## WHAT THE TASK ASKS
Your task is to repeat the entries exactly from their first line through the line with "export could not be", and to stop there.

## EXERCISE MATERIAL
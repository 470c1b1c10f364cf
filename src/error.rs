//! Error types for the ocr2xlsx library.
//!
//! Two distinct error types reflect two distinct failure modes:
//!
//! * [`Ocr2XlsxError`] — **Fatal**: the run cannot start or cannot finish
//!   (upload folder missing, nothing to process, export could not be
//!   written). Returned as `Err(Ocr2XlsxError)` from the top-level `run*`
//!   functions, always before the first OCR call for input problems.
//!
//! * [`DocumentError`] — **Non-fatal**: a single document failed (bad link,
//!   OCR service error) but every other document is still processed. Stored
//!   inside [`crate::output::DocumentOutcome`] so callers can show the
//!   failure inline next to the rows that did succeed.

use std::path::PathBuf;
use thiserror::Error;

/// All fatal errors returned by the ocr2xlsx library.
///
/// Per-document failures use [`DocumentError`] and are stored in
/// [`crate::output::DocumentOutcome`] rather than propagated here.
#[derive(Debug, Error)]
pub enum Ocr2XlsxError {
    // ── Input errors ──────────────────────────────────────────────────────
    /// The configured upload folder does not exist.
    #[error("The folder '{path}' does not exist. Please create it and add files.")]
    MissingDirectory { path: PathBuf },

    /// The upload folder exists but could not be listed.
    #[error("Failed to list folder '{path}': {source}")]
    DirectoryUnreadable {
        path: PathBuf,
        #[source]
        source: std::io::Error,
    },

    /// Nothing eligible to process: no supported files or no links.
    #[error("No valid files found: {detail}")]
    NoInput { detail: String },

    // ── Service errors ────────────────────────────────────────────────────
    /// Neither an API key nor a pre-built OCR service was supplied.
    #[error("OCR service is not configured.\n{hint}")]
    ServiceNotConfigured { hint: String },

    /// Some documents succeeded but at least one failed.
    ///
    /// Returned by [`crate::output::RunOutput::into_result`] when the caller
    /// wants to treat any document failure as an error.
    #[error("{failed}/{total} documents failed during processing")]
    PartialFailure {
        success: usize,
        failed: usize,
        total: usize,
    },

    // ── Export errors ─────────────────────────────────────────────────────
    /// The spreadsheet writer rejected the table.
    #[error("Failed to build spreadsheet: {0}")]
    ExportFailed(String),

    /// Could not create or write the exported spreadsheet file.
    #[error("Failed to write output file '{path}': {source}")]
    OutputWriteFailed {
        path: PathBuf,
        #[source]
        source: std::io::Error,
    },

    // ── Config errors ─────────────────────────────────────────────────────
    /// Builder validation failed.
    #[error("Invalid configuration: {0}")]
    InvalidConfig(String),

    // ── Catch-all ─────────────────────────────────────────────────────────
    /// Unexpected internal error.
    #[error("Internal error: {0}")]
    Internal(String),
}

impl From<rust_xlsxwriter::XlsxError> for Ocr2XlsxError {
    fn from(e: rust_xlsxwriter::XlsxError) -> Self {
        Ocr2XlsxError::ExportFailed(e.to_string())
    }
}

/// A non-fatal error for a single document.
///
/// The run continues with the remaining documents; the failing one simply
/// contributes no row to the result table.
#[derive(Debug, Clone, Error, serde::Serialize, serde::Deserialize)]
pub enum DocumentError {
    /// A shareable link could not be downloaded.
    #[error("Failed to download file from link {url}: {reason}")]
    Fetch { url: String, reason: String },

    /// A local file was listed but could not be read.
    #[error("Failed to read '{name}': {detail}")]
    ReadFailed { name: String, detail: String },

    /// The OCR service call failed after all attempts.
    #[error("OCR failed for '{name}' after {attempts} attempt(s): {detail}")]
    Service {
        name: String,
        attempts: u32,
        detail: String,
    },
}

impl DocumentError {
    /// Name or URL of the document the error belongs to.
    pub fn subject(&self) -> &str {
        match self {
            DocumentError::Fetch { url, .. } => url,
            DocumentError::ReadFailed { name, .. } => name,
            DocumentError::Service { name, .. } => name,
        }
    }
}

## ANSWER TO THIS EXERCISE
repository 470c1b1c10f364cf
filename src/error.rs
//! Error types for the ocr2xlsx library.
//!
//! Two distinct error types reflect two distinct failure modes:
//!
//! * [`Ocr2XlsxError`] — **Fatal**: the run cannot start or cannot finish
//!   (upload folder missing, nothing to process, export could not be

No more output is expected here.